Tali conoscenze sono convogliate a formare la disciplina scientifica denominata biologia dello sviluppo.
Riguardo alle origini preistoriche dell'embriologia, a causa di documentazioni particolarmente povere, si può solamente risalire ad alcune supposizioni fatte grazie ad antiche tradizioni popolari entrate tardi in contatto con la civiltà: per esempio, si ignorava la relazione tra il rapporto sessuale e la gravidanza e si supponeva che il parto fosse dovuto allo spirito di un antenato che tornava a vivere, ad un cibo che aveva fatto entrare nel ventre della donna l'anima di un animale o al potere fecondativo di pietre, piante, degli elementi naturali o dei pianeti (si pensava che anche il sole influisse sulla gravidanza come accadeva per la crescita delle piante). Tuttavia, grazie ad alcuni manoscritti ritrovati in India e in Egitto, sappiamo che alcuni avevano intuito tale collegamento: si suppone infatti che l'embrione derivi dall'unione del seme maschile e dal sangue mestruale femminile (o secondo alcuni testi dal seme femminile emesso durante l'amplesso). Inoltre, il conteggio dei mesi iniziava solo quando il ventre della donna cominciava ad essere più visibile e vi era l'esclusione totale del padre e si considerava solo l'ereditarietà materna dei caratteri.
Con la nascita della filosofia presocratica e la liberazione dello studio della natura dalle influenze mitiche, gli studiosi delle scienze cominciano a proporre soluzioni basate su intuizioni riguardanti problemi quali la nascita dell'universo ed il perché della vita (anche grazie ai contributi provenienti da Egitto, India, Asia Minore e Cina). Alcuni tra i più grandi filosofi iniziano ad interrogarsi su come un uomo possa riprodursi e sullo sviluppo dell'embrione nel ventre materno:
Superata la caduta dell'Impero romano d'Occidente e le invasioni barbariche che portarono alla distruzione delle opere di Galeno e videro di conseguenza il prevalere del pensiero di Aristotele, il 1543 si presentò come un anno cruciale per il pensiero scientifico, grazie alla pubblicazione del "De revolutionibus orbium coelestium" di Niccolò Copernico e del "De humani corporis fabrica" di Andrea Vesalio. In quest'ultimo testo lo studioso evidenzia gli errori commessi da Galeno nel suo studio molto approssimativo dell'apparato genitale femminile, colmato successivamente da Gabriele Falloppia che nel suo "Observationes Anatomicae" registra una descrizione accurata di utero e ovaie (ritenendo comunque ancora che queste avessero una funzione analoga ai testicoli maschili).

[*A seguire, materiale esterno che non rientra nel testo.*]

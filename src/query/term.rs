//! Search term matching for "find" queries.

use glob::{MatchOptions, Pattern};

const OPTIONS: MatchOptions = MatchOptions {
    case_sensitive: false,
    require_literal_separator: false,
    require_literal_leading_dot: false,
};

/// Case-insensitive `*term*` wildcard match against local names.
///
/// Only `*` and `?` are wildcards; brackets match themselves.
#[derive(Debug, Clone)]
pub enum TermMatcher {
    /// No term, or an empty one
    Any,
    Wildcard(Pattern),
    /// Fallback substring match when the term cannot be compiled
    Literal(String),
}

impl TermMatcher {
    pub fn new(term: Option<&str>) -> Self {
        let term = match term.map(str::trim) {
            Some(term) if !term.is_empty() => term,
            _ => return TermMatcher::Any,
        };

        match Pattern::new(&wildcard_pattern(term)) {
            Ok(pattern) => TermMatcher::Wildcard(pattern),
            Err(_) => TermMatcher::Literal(term.to_lowercase()),
        }
    }

    pub fn matches(&self, local_name: &str) -> bool {
        match self {
            TermMatcher::Any => true,
            TermMatcher::Wildcard(pattern) => pattern.matches_with(local_name, OPTIONS),
            TermMatcher::Literal(term) => local_name.to_lowercase().contains(term.as_str()),
        }
    }
}

/// `*term*` with brackets escaped and runs of `*` collapsed.
fn wildcard_pattern(term: &str) -> String {
    let mut pattern = String::with_capacity(term.len() + 8);
    pattern.push('*');
    for c in term.chars() {
        match c {
            '*' if pattern.ends_with('*') => {}
            '[' => pattern.push_str("[[]"),
            ']' => pattern.push_str("[]]"),
            _ => pattern.push(c),
        }
    }
    if !pattern.ends_with('*') {
        pattern.push('*');
    }
    pattern
}

#[cfg(test)]
mod tests {
    use super::*;

    #[test]
    fn test_empty_term_matches_everything() {
        assert!(TermMatcher::new(None).matches("AudioBuffer"));
        assert!(TermMatcher::new(Some("  ")).matches("AudioBuffer"));
    }

    #[test]
    fn test_substring_case_insensitive() {
        let matcher = TermMatcher::new(Some("buffer"));
        assert!(matcher.matches("AudioBuffer"));
        assert!(matcher.matches("BufferingAudioSource"));
        assert!(!matcher.matches("AudioSource"));
    }

    #[test]
    fn test_wildcards() {
        let matcher = TermMatcher::new(Some("get?ame"));
        assert!(matcher.matches("getName"));
        assert!(matcher.matches("getXame"));
        assert!(!matcher.matches("getFrame"));
        assert!(!matcher.matches("getSize"));

        let matcher = TermMatcher::new(Some("add*Listener"));
        assert!(matcher.matches("addChangeListener"));

        let matcher = TermMatcher::new(Some("**Listener**"));
        assert!(matcher.matches("addChangeListener"));
    }

    #[test]
    fn test_brackets_are_literal() {
        let matcher = TermMatcher::new(Some("operator[]"));
        assert!(matches!(matcher, TermMatcher::Wildcard(_)));
        assert!(matcher.matches("operator[]"));
        assert!(!matcher.matches("operator()"));

        let matcher = TermMatcher::new(Some("get[x]"));
        assert!(matcher.matches("get[x]"));
        assert!(matcher.matches("GET[X]s"));
        assert!(!matcher.matches("getx"));

        let matcher = TermMatcher::new(Some("[?]"));
        assert!(matcher.matches("at[0]"));
        assert!(!matcher.matches("at(0)"));
    }
}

Importantissimo fu anche l'influsso della rivoluzione galileiana, che pose l'accento sull'osservazione diretta, sulla formulazione di ipotesi e la verifica attraverso esperimenti. Ed è in questo contesto di rinnovamento scientifico che si può collocare il contributo di William Harvey che, oltre a dimostrare la circolazione sanguigna su base matematica, con il suo "De generatione animalium" nel 1651 introduce il metodo scientifico anche nello studio della procreazione. Attraverso l'osservazione di cerve gravide dissezionate in momenti differenti della gravidanza, notò che fino a qualche giorno dopo l'accoppiamento con il maschio non vi era presenza né nell'utero né nelle tube di alcun elemento germinale mentre con il passare del tempo poteva cominciarsi a notare una formazione: ipotizzò, quindi, che tutti gli esseri animali avessero principio da un uovo da cui poi era prodotto il feto. Prende piede così la tesi ovista: la femmina non produce alcun tipo di seme mentre quello maschile non supera il canale cervicale dell'utero ma in esso penetra solo una parte più volatile che porta alla fecondazione dell'utero stesso. Tuttavia, sebbene Harvey si fosse impegnato a creare una strada più sicura per la materia abolendo le teorie improbabili della mescolanza dei semi, la sua opera cadde ben presto nel silenzio.
Nel 1667 Niels Stensen propose per la prima volta la teoria che i cosiddetti testicoli femminili fossero dotati di uova e che i vivipari si riproducessero proprio attraverso queste, trasportate dalle ovaie nell'utero. Fu ripreso poi da Giovanni Van Horne, il quale, in una lettera a Wilhelm Rolfink, espresse l'idea che fossero proprio i testicoli femminili a fornire tutto il materiale ed illustrò la struttura dell'apparato riproduttore per rendere chiaro l'argomento e permettere l'evoluzione degli studi da parte di Regnier de Graaf che parlò, per la prima volta, degli "ova viviparum".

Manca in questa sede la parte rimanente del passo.